Slater also has a deep relationship with the music industry. He started out as a music journalist and later worked as a music manager before becoming a record executive and producer.

He became inspired to add documentarian to his resume after he and Dylan—a long-time friend—watched the 1969 Jacques Demy film Model Shop.

“The way it was shot made me think about the music I loved and what drew me to L.A.,” Slater says. “I went back to look at the songs I loved from that period. Jakob and I decided we would make a record of those songs. That led us to the stories behind the songs and the people behind them and we thought, ‘Maybe this is a larger thing.’”

“It coincided with the 50th anniversary of The Byrds’ first album [Mr. Tambourine Man] which is the spark that ignites everyone’s interest in coming to L.A.”

Slater brought the idea to several filmmakers, but they all said they didn’t think it would make it to theatres. “Someone said, ‘Why don’t you do it?’” he recalls. “I said, ‘I’m not a director.’”

Eventually, though, he warmed to the idea.

Since its release in May, the film has grossed over $3 million and is projected to be one of the top five documentaries of 2019 in North America—though those metrics are beside the point, Slater says.

“I just wanted to make something that was more of a reflection of that time—the sense of community and kindness and sharing—and bring some of those ideas into today and maybe people would go to the theatre and be inspired,” he says.

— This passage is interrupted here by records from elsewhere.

//! The market operator's state machine over the (day, hour) grid.

use std::fmt;

use serde::Serialize;
use tracing::{error, info, info_span, warn};

use crate::solver::{EconomicDispatch, UnitCommitment};

use super::accumulator::ResultAccumulator;
use super::clock::MarketClock;
use super::commitment::{ScheduleSet, apply_canary_override};
use super::day_ahead::{DayAheadSnapshot, DayAheadStage};
use super::error::{MarketError, Stage};
use super::feasibility::warn_on_shortfall;
use super::genco::GenCo;
use super::grid::SupplyOffer;
use super::load::LoadScenario;
use super::matrix::HourlyMatrix;
use super::real_time::RealTimeStage;
use super::status::{StatusEvent, StatusKind, StatusObserver};
use super::types::{MarketConfig, MarketModel, canary_flags};

/// Where the scheduler stands.
///
/// `RunningHour` and `Failed` carry the last stamp attempted; `Paused` and
/// `Stopped` carry the next stamp that would run.
#[derive(Debug, Clone, Copy, PartialEq, Eq, Serialize)]
pub enum SchedulerState {
    Idle,
    RunningHour { day: usize, hour: usize },
    Paused { day: usize, hour: usize },
    Completed,
    Failed { day: usize, hour: usize },
    Stopped { day: usize, hour: usize },
}

impl SchedulerState {
    /// No further steps will run.
    pub fn is_terminal(&self) -> bool {
        matches!(
            self,
            Self::Completed | Self::Failed { .. } | Self::Stopped { .. }
        )
    }
}

impl fmt::Display for SchedulerState {
    fn fmt(&self, f: &mut fmt::Formatter<'_>) -> fmt::Result {
        match self {
            Self::Idle => write!(f, "idle"),
            Self::RunningHour { day, hour } => write!(f, "running (day {day}, hour {hour})"),
            Self::Paused { day, hour } => write!(f, "paused before (day {day}, hour {hour})"),
            Self::Completed => write!(f, "completed"),
            Self::Failed { day, hour } => write!(f, "failed at (day {day}, hour {hour})"),
            Self::Stopped { day, hour } => write!(f, "stopped before (day {day}, hour {hour})"),
        }
    }
}

/// How often each stage has run.
#[derive(Debug, Clone, Copy, Default, PartialEq, Eq, Serialize)]
pub struct StageCounters {
    /// Day-ahead snapshots assembled.
    pub day_ahead: usize,
    /// Unit-commitment solves.
    pub unit_commitment: usize,
    /// Real-time dispatch days posted.
    pub real_time: usize,
    /// End-of-day rollovers.
    pub rollover: usize,
}

/// State handed from one hour to the next.
#[derive(Debug, Clone, Default)]
struct Carry {
    today_forecast: Option<HourlyMatrix>,
    today_actual: Option<HourlyMatrix>,
    snapshot: Option<DayAheadSnapshot>,
    da_schedule: Option<ScheduleSet>,
    rt_schedule: Option<ScheduleSet>,
    rt_offers: Vec<SupplyOffer>,
}

/// Sequences the day-ahead and real-time markets across a run.
///
/// Generic over the commitment engine `U` and the dispatch engine `D`.
/// Stamps must arrive as (1, 0), (1, 1), ... in order; anything else fails
/// the run. Pause and stop take effect between steps.
pub struct MarketScheduler<U, D> {
    config: MarketConfig,
    model: MarketModel,
    gencos: Vec<GenCo>,
    load: Box<dyn LoadScenario + Send>,
    uc: U,
    ed: D,
    day_ahead: DayAheadStage,
    real_time: RealTimeStage,
    observers: Vec<Box<dyn StatusObserver + Send>>,
    accumulator: ResultAccumulator,
    clock: MarketClock,
    carry: Carry,
    state: SchedulerState,
    last_stamp: Option<(usize, usize)>,
    counters: StageCounters,
    last_error: Option<MarketError>,
}

impl<U: UnitCommitment, D: EconomicDispatch> MarketScheduler<U, D> {
    /// Creates a scheduler in the `Idle` state.
    ///
    /// `gencos` must be ordered by generator index.
    pub fn new(
        config: MarketConfig,
        model: MarketModel,
        gencos: Vec<GenCo>,
        load: Box<dyn LoadScenario + Send>,
        uc: U,
        ed: D,
    ) -> Self {
        Self {
            config,
            model,
            gencos,
            load,
            uc,
            ed,
            day_ahead: DayAheadStage::new(config),
            real_time: RealTimeStage::new(config),
            observers: Vec::new(),
            accumulator: ResultAccumulator::new(),
            clock: MarketClock::new(config.days, config.hours_per_day),
            carry: Carry::default(),
            state: SchedulerState::Idle,
            last_stamp: None,
            counters: StageCounters::default(),
            last_error: None,
        }
    }

    pub fn add_observer(&mut self, observer: Box<dyn StatusObserver + Send>) {
        self.observers.push(observer);
    }

    /// Runs one hour.
    ///
    /// Returns the new state. A terminal or paused scheduler returns its
    /// state unchanged without running anything.
    pub fn step(&mut self, day: usize, hour: usize) -> SchedulerState {
        if self.state.is_terminal() || matches!(self.state, SchedulerState::Paused { .. }) {
            warn!(day, hour, state = %self.state, "step refused");
            return self.state;
        }

        let expected = self.clock.peek();
        if expected != Some((day, hour)) {
            return self.fail(
                day,
                hour,
                MarketError::Sequencing {
                    day,
                    hour,
                    expected,
                },
            );
        }

        self.state = SchedulerState::RunningHour { day, hour };
        let span = info_span!("hour", day, hour);
        let _guard = span.enter();

        let carry = std::mem::take(&mut self.carry);
        match self.run_hour(carry, day, hour) {
            Ok(carry) => {
                self.carry = carry;
                self.clock.tick();
                self.last_stamp = Some((day, hour));
                if self.clock.is_last(day, hour) {
                    info!(counters = ?self.counters, "market run completed");
                    self.state = SchedulerState::Completed;
                }
                self.state
            }
            Err(e) => self.fail(day, hour, e),
        }
    }

    fn fail(&mut self, day: usize, hour: usize, e: MarketError) -> SchedulerState {
        error!(day, hour, error = %e, "market run failed");
        self.last_error = Some(e);
        self.state = SchedulerState::Failed { day, hour };
        self.state
    }

    fn run_hour(&mut self, mut carry: Carry, day: usize, hour: usize) -> Result<Carry, MarketError> {
        let last_day = self.config.is_last_day(day);

        if hour == 0 {
            if let Some(snapshot) =
                self.day_ahead
                    .prepare(day, hour, &self.gencos, self.load.as_ref())?
            {
                self.counters.day_ahead += 1;
                carry.snapshot = Some(snapshot);
            }
            let forecast = self.load.forecast(day).ok_or(MarketError::MissingLoad {
                day,
                kind: "forecast",
            })?;
            let actual = self.load.actual(day).ok_or(MarketError::MissingLoad {
                day,
                kind: "actual",
            })?;
            let offers: Vec<SupplyOffer> = self.gencos.iter().map(GenCo::supply_offer).collect();
            warn_on_shortfall(day, &offers, &forecast, &self.config);
            carry.today_forecast = Some(forecast);
            carry.today_actual = Some(actual);

            if day > 1 {
                self.run_real_time(&carry, day, hour)?;
            }
        }

        if hour == 1 && !last_day {
            let snapshot = carry.snapshot.as_ref().ok_or(MarketError::MissingSchedule {
                stage: Stage::UnitCommitment,
                day,
            })?;
            let schedule = self.day_ahead.commit_next_day(
                day,
                hour,
                snapshot,
                &self.model,
                &self.gencos,
                &mut self.uc,
            )?;
            self.counters.unit_commitment += 1;
            self.accumulator.record_day_ahead(day + 1, schedule.clone());
            carry.da_schedule = Some(schedule);
        }

        self.announce(&carry, day, hour);

        if hour + 1 == self.config.hours_per_day && !last_day {
            self.rollover(&mut carry, day)?;
        }
        Ok(carry)
    }

    fn run_real_time(&mut self, carry: &Carry, day: usize, hour: usize) -> Result<(), MarketError> {
        let schedule = carry.rt_schedule.as_ref().ok_or(MarketError::MissingSchedule {
            stage: Stage::RealTime,
            day,
        })?;
        let outcome = self.real_time.run(
            day,
            hour,
            &self.model,
            &self.gencos,
            &carry.rt_offers,
            schedule,
            self.load.as_ref(),
            &mut self.ed,
        )?;
        self.real_time.post(&outcome, &mut self.gencos);
        self.accumulator.record_real_time(outcome);
        self.counters.real_time += 1;

        let violations = self.real_time.sanity_check(day, &self.gencos);
        self.accumulator.record_violations(violations);
        Ok(())
    }

    fn rollover(&mut self, carry: &mut Carry, day: usize) -> Result<(), MarketError> {
        let (Some(snapshot), Some(da)) = (&carry.snapshot, &carry.da_schedule) else {
            return Err(MarketError::MissingSchedule {
                stage: Stage::Rollover,
                day,
            });
        };
        carry.rt_offers = snapshot.offers.clone();
        let rt = apply_canary_override(da, &canary_flags(&self.gencos));
        for g in &mut self.gencos {
            match rt.by_index(g.index()) {
                Some(d) => g.add_commitment_for_day(day + 1, d.hours()),
                None => warn!(generator = g.name(), day = day + 1, "no commitment decision"),
            }
        }
        info!(next_day = day + 1, "schedule rolled over");
        carry.rt_schedule = Some(rt);
        self.counters.rollover += 1;
        Ok(())
    }

    fn announce(&mut self, carry: &Carry, day: usize, hour: usize) {
        let loads = [
            (StatusKind::ForecastLoad, &carry.today_forecast),
            (StatusKind::ActualLoad, &carry.today_actual),
        ];
        for (kind, matrix) in loads {
            let Some(m) = matrix else {
                continue;
            };
            if hour >= m.hours() {
                continue;
            }
            let event = StatusEvent {
                day,
                hour,
                kind,
                loads: m.row(hour).to_vec(),
            };
            for o in &mut self.observers {
                o.notify(&event);
            }
        }
    }

    /// Steps through every remaining stamp until the run leaves the running
    /// states.
    pub fn run_to_completion(&mut self) -> SchedulerState {
        while let Some((day, hour)) = self.next_stamp() {
            match self.step(day, hour) {
                SchedulerState::RunningHour { .. } => {}
                state => return state,
            }
        }
        self.state
    }
}

impl<U, D> MarketScheduler<U, D> {
    /// The stamp the next `step` expects, if the run is still going.
    pub fn next_stamp(&self) -> Option<(usize, usize)> {
        if self.state.is_terminal() {
            return None;
        }
        self.clock.peek()
    }

    /// Holds the run before the next step.
    pub fn pause(&mut self) {
        if let SchedulerState::Idle | SchedulerState::RunningHour { .. } = self.state {
            if let Some((day, hour)) = self.clock.peek() {
                self.state = SchedulerState::Paused { day, hour };
            }
        }
    }

    pub fn resume(&mut self) {
        if let SchedulerState::Paused { .. } = self.state {
            self.state = match self.last_stamp {
                Some((day, hour)) => SchedulerState::RunningHour { day, hour },
                None => SchedulerState::Idle,
            };
        }
    }

    /// Ends the run before the next step. A finished run is left as is.
    pub fn stop(&mut self) {
        if self.state.is_terminal() {
            return;
        }
        if let Some((day, hour)) = self.clock.peek() {
            info!(day, hour, "market run stopped");
            self.state = SchedulerState::Stopped { day, hour };
        }
    }

    pub fn state(&self) -> SchedulerState {
        self.state
    }

    pub fn counters(&self) -> StageCounters {
        self.counters
    }

    /// The error that failed the run.
    pub fn last_error(&self) -> Option<&MarketError> {
        self.last_error.as_ref()
    }

    pub fn accumulator(&self) -> &ResultAccumulator {
        &self.accumulator
    }

    pub fn gencos(&self) -> &[GenCo] {
        &self.gencos
    }

    pub fn config(&self) -> &MarketConfig {
        &self.config
    }

    pub fn model(&self) -> &MarketModel {
        &self.model
    }

    /// Gives up the run's results, leaving an empty history behind.
    pub fn take_accumulator(&mut self) -> ResultAccumulator {
        std::mem::take(&mut self.accumulator)
    }
}
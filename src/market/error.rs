//! Market operation errors.

use std::fmt;

use thiserror::Error;

use crate::solver::SolverError;

/// The stage of the daily cycle an error came from.
#[derive(Debug, Clone, Copy, PartialEq, Eq)]
pub enum Stage {
    UnitCommitment,
    RealTime,
    Rollover,
}

impl fmt::Display for Stage {
    fn fmt(&self, f: &mut fmt::Formatter<'_>) -> fmt::Result {
        let s = match self {
            Stage::UnitCommitment => "unit commitment",
            Stage::RealTime => "real-time",
            Stage::Rollover => "rollover",
        };
        f.write_str(s)
    }
}

/// Failures that stop a market run.
#[derive(Debug, Error)]
pub enum MarketError {
    #[error("{stage} solve failed on day {day} hour {hour}: {source}")]
    Solver {
        stage: Stage,
        day: usize,
        hour: usize,
        #[source]
        source: SolverError,
    },
    #[error("step ({day}, {hour}) out of order, expected {}", expected_label(.expected))]
    Sequencing {
        day: usize,
        hour: usize,
        expected: Option<(usize, usize)>,
    },
    #[error("no {kind} load for day {day}")]
    MissingLoad { day: usize, kind: &'static str },
    #[error("{stage} on day {day} has no schedule to work from")]
    MissingSchedule { stage: Stage, day: usize },
}

fn expected_label(expected: &Option<(usize, usize)>) -> String {
    expected.map_or_else(
        || "no further steps".to_string(),
        |(d, h)| format!("({d}, {h})"),
    )
}
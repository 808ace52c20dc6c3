use std::fs;
use std::process::{Command, Output};

#[test]
fn scenario_files_run_via_cli_and_produce_distinct_prices() {
    let two_bus = run_and_parse_summary(&["--case", "scenarios/two_bus.toml"]);
    let five_bus = run_and_parse_summary(&["--case", "scenarios/five_bus.toml"]);

    assert_eq!(two_bus.days_cleared, 3.0);
    assert_eq!(five_bus.days_cleared, 3.0);
    assert_eq!(two_bus.no_solution_hours, 0.0);
    assert_eq!(five_bus.no_solution_hours, 0.0);

    assert!(
        five_bus.mean_lmp - two_bus.mean_lmp > 5.0,
        "expected the five-bus system to clear higher: two_bus={:.3}, five_bus={:.3}",
        two_bus.mean_lmp,
        five_bus.mean_lmp
    );
    assert!(five_bus.total_cost > two_bus.total_cost);
}

#[test]
fn presets_match_scenario_files() {
    for name in ["two_bus", "five_bus"] {
        let preset = run_and_parse_summary(&["--preset", name]);
        let file = run_and_parse_summary(&["--case", &format!("scenarios/{name}.toml")]);
        assert_eq!(preset.mean_lmp, file.mean_lmp, "{name}");
        assert_eq!(preset.total_cost, file.total_cost, "{name}");
    }
}

#[test]
fn seed_override_changes_actual_load() {
    let a = run_and_parse_summary(&["--preset", "two_bus", "--seed", "1"]);
    let b = run_and_parse_summary(&["--preset", "two_bus", "--seed", "2"]);
    let again = run_and_parse_summary(&["--preset", "two_bus", "--seed", "1"]);
    assert_ne!(a.total_cost, b.total_cost);
    assert_eq!(a.total_cost, again.total_cost);
}

#[test]
fn export_dir_receives_csv_files() {
    let dir = std::env::temp_dir().join(format!("iso-sim-cli-export-{}", std::process::id()));
    fs::remove_dir_all(&dir).ok();
    let dir_arg = dir.display().to_string();
    run_and_parse_summary(&["--preset", "two_bus", "--days", "2", "--export-dir", &dir_arg]);

    let lmp = fs::read_to_string(dir.join("lmp.csv")).unwrap_or_default();
    // header + 24 hours x 2 buses for the one dispatched day
    assert_eq!(lmp.lines().count(), 1 + 24 * 2);
    assert!(dir.join("dispatch.csv").exists());
    assert!(dir.join("branch_flow.csv").exists());
    fs::remove_dir_all(&dir).ok();
}

#[test]
fn invalid_case_exits_non_zero() {
    let output = run(&["--preset", "two_bus", "--days", "0"]);
    assert!(!output.status.success());
    let stderr = String::from_utf8_lossy(&output.stderr);
    assert!(stderr.contains("simulation.days"), "{stderr}");

    let output = run(&["--preset", "nine_bus"]);
    assert!(!output.status.success());
}

#[test]
fn failing_solver_exits_non_zero() {
    // the default solver program is not installed here, so the first solve fails
    let work = std::env::temp_dir().join(format!("iso-sim-cli-fail-{}", std::process::id()));
    fs::create_dir_all(&work).ok();
    let output = Command::new(env!("CARGO_BIN_EXE_iso-sim"))
        .args(["--preset", "two_bus", "--days", "2", "--engine", "external"])
        .env("RUST_LOG", "off")
        .current_dir(&work)
        .output();
    fs::remove_dir_all(&work).ok();
    let output = output.unwrap_or_else(|e| panic!("iso-sim process should run: {e}"));
    assert!(!output.status.success());
    let stdout = String::from_utf8_lossy(&output.stdout);
    assert!(stdout.contains("failed at (day 1, hour 1)"), "{stdout}");
}

#[derive(Debug)]
struct Summary {
    days_cleared: f64,
    total_cost: f64,
    mean_lmp: f64,
    no_solution_hours: f64,
}

fn run(args: &[&str]) -> Output {
    Command::new(env!("CARGO_BIN_EXE_iso-sim"))
        .args(args)
        .env("RUST_LOG", "off")
        .output()
        .unwrap_or_else(|e| panic!("iso-sim process should run: {e}"))
}

fn run_and_parse_summary(args: &[&str]) -> Summary {
    let output = run(args);
    assert!(
        output.status.success(),
        "run failed for {args:?}: stderr={} ",
        String::from_utf8_lossy(&output.stderr)
    );
    let stdout = String::from_utf8_lossy(&output.stdout);

    Summary {
        days_cleared: parse_metric(&stdout, "Days cleared:", ""),
        total_cost: parse_metric(&stdout, "Total cost:", "$"),
        mean_lmp: parse_metric(&stdout, "Mean LMP:", "$/MWh"),
        no_solution_hours: parse_metric(&stdout, "No-solution hours:", ""),
    }
}

fn parse_metric(stdout: &str, label: &str, unit: &str) -> f64 {
    let line = stdout
        .lines()
        .find(|line| line.trim_start().starts_with(label))
        .unwrap_or_else(|| panic!("missing summary line `{label}` in output: {stdout}"));

    let raw = line
        .split_once(':')
        .map(|(_, right)| right.trim())
        .unwrap_or_else(|| panic!("invalid summary format for line `{line}`"));

    let numeric = raw.strip_suffix(unit).unwrap_or(raw).trim();
    numeric
        .parse::<f64>()
        .unwrap_or_else(|_| panic!("failed parsing `{numeric}` from summary line `{line}`"))
}
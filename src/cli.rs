//! Command-line arguments.

use std::path::PathBuf;

use clap::Parser;

use crate::config::CaseConfig;

/// Wholesale power market simulator: day-ahead commitment and real-time
/// dispatch over a multi-day horizon.
#[derive(Debug, Parser)]
#[command(author, version, about)]
pub struct Args {
    /// Load the case from a TOML file.
    #[clap(long, conflicts_with = "preset", env = "ISO_SIM_CASE")]
    pub case: Option<PathBuf>,

    /// Use a built-in case (two_bus, five_bus).
    #[clap(long)]
    pub preset: Option<String>,

    /// Override the number of simulated days.
    #[clap(long)]
    pub days: Option<usize>,

    /// Override the random seed.
    #[clap(long)]
    pub seed: Option<u64>,

    /// Override the clearing engine (builtin, external).
    #[clap(long)]
    pub engine: Option<String>,

    /// Write lmp.csv, dispatch.csv and branch_flow.csv into this directory.
    #[clap(long)]
    pub export_dir: Option<PathBuf>,

    /// Log filter used when RUST_LOG is unset.
    #[clap(long, default_value = "info", env = "ISO_SIM_LOG")]
    pub log_level: String,

    /// Emit logs as JSON.
    #[clap(long)]
    pub json_logs: bool,

    /// Serve the results over HTTP once the run ends.
    #[cfg(feature = "api")]
    #[clap(long)]
    pub serve: bool,

    /// API server port.
    #[cfg(feature = "api")]
    #[clap(long, default_value = "3000")]
    pub port: u16,
}

impl Args {
    /// Loads the selected case (file, preset or `two_bus`) and applies the
    /// command-line overrides.
    ///
    /// # Errors
    ///
    /// Returns the loader's message when the file or preset cannot be loaded.
    pub fn load_case(&self) -> Result<CaseConfig, String> {
        let mut cfg = if let Some(path) = &self.case {
            CaseConfig::from_toml_file(path).map_err(|e| e.to_string())?
        } else if let Some(name) = &self.preset {
            CaseConfig::from_preset(name).map_err(|e| e.to_string())?
        } else {
            CaseConfig::two_bus()
        };

        if let Some(days) = self.days {
            cfg.simulation.days = days;
        }
        if let Some(seed) = self.seed {
            cfg.simulation.seed = seed;
        }
        if let Some(engine) = &self.engine {
            cfg.solver.engine = engine.clone();
        }
        Ok(cfg)
    }
}

#[cfg(test)]
mod tests {
    use super::*;

    fn parse(args: &[&str]) -> Result<Args, clap::Error> {
        Args::try_parse_from(std::iter::once("iso-sim").chain(args.iter().copied()))
    }

    #[test]
    fn defaults_to_two_bus() {
        let args = parse(&[]).unwrap_or_else(|e| panic!("{e}"));
        let cfg = args.load_case().unwrap_or_else(|e| panic!("{e}"));
        assert_eq!(cfg.bus_count(), 2);
        assert_eq!(args.log_level, "info");
    }

    #[test]
    fn overrides_apply() {
        let args = parse(&[
            "--preset", "five_bus", "--days", "2", "--seed", "9", "--engine", "external",
        ])
        .unwrap_or_else(|e| panic!("{e}"));
        let cfg = args.load_case().unwrap_or_else(|e| panic!("{e}"));
        assert_eq!(cfg.bus_count(), 5);
        assert_eq!(cfg.simulation.days, 2);
        assert_eq!(cfg.simulation.seed, 9);
        assert_eq!(cfg.solver.engine, "external");
    }

    #[test]
    fn case_and_preset_conflict() {
        assert!(parse(&["--case", "a.toml", "--preset", "two_bus"]).is_err());
    }

    #[test]
    fn unknown_preset_is_reported() {
        let args = parse(&["--preset", "nine_bus"]).unwrap_or_else(|e| panic!("{e}"));
        let msg = args.load_case().err().unwrap_or_default();
        assert!(msg.contains("five_bus"), "{msg}");
    }
}
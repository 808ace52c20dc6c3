//! Hourly status announcements.

use std::sync::{Arc, Mutex};

use serde::Serialize;
use tracing::debug;

/// Which load a [`StatusEvent`] reports.
#[derive(Debug, Clone, Copy, PartialEq, Eq, Serialize)]
pub enum StatusKind {
    ForecastLoad,
    ActualLoad,
}

/// Per-LSE load for one hour (MW).
#[derive(Debug, Clone, PartialEq, Serialize)]
pub struct StatusEvent {
    pub day: usize,
    pub hour: usize,
    pub kind: StatusKind,
    pub loads: Vec<f64>,
}

/// Receives the scheduler's hourly announcements.
pub trait StatusObserver {
    fn notify(&mut self, event: &StatusEvent);
}

/// Logs every announcement at debug level.
#[derive(Debug, Default, Clone, Copy)]
pub struct TracingObserver;

impl StatusObserver for TracingObserver {
    fn notify(&mut self, event: &StatusEvent) {
        let total: f64 = event.loads.iter().sum();
        debug!(
            day = event.day,
            hour = event.hour,
            kind = ?event.kind,
            total_mw = total,
            "load announced"
        );
    }
}

/// Keeps every announcement in memory.
///
/// Clones share the same log, so a handle kept by the caller sees what the
/// scheduler's copy records.
#[derive(Debug, Default, Clone)]
pub struct EventLog {
    events: Arc<Mutex<Vec<StatusEvent>>>,
}

impl EventLog {
    pub fn events(&self) -> Vec<StatusEvent> {
        self.events.lock().map(|e| e.clone()).unwrap_or_default()
    }
}

impl StatusObserver for EventLog {
    fn notify(&mut self, event: &StatusEvent) {
        if let Ok(mut events) = self.events.lock() {
            events.push(event.clone());
        }
    }
}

The final product is multi-layered: it features Dylan and a slew of contemporary musicians in concert performing songs from the Laurel Canyon era. Those scenes lead into intimate living room chats with Dylan, Regina Spektor, Beck, and Cat Power about the lasting impact of those songs intercut with in-depth accounts from the musicians who experienced it firsthand.

“I wanted it to be something that was more like a tracing paper of a historical document,” Slater says. “I wanted it to be multi-layered. In the film you’ll be in the studio recording a song and in the middle of the song you go to the show. Then the author of the song is listening to it … The film is more a poem than it is a linear narrative.”

The documentary has screened at film festivals and in theatres in major North American cities, but on some special occasions, Slater and Dylan have done Q&A sessions with Dylan performing afterwards.

That will be the case in Whistler when the film makes a surprise stop at Whistler Olympic Plaza for a free screening on Thursday, Aug. 8.

“Whistler is legendary and it’s beautiful and we’ve never been there,” Slater says. “So we’re super excited to come up there and show the film and experience it together. I think we lead with our hearts more than our heads. It seemed like that’s what was drawing us to Whistler.”

Catch the free screening of Echo in the Canyon, followed by a Q&A and performance by Jakob Dylan on Thursday, Aug. 8 at 7 p.m. in Whistler Olympic Plaza.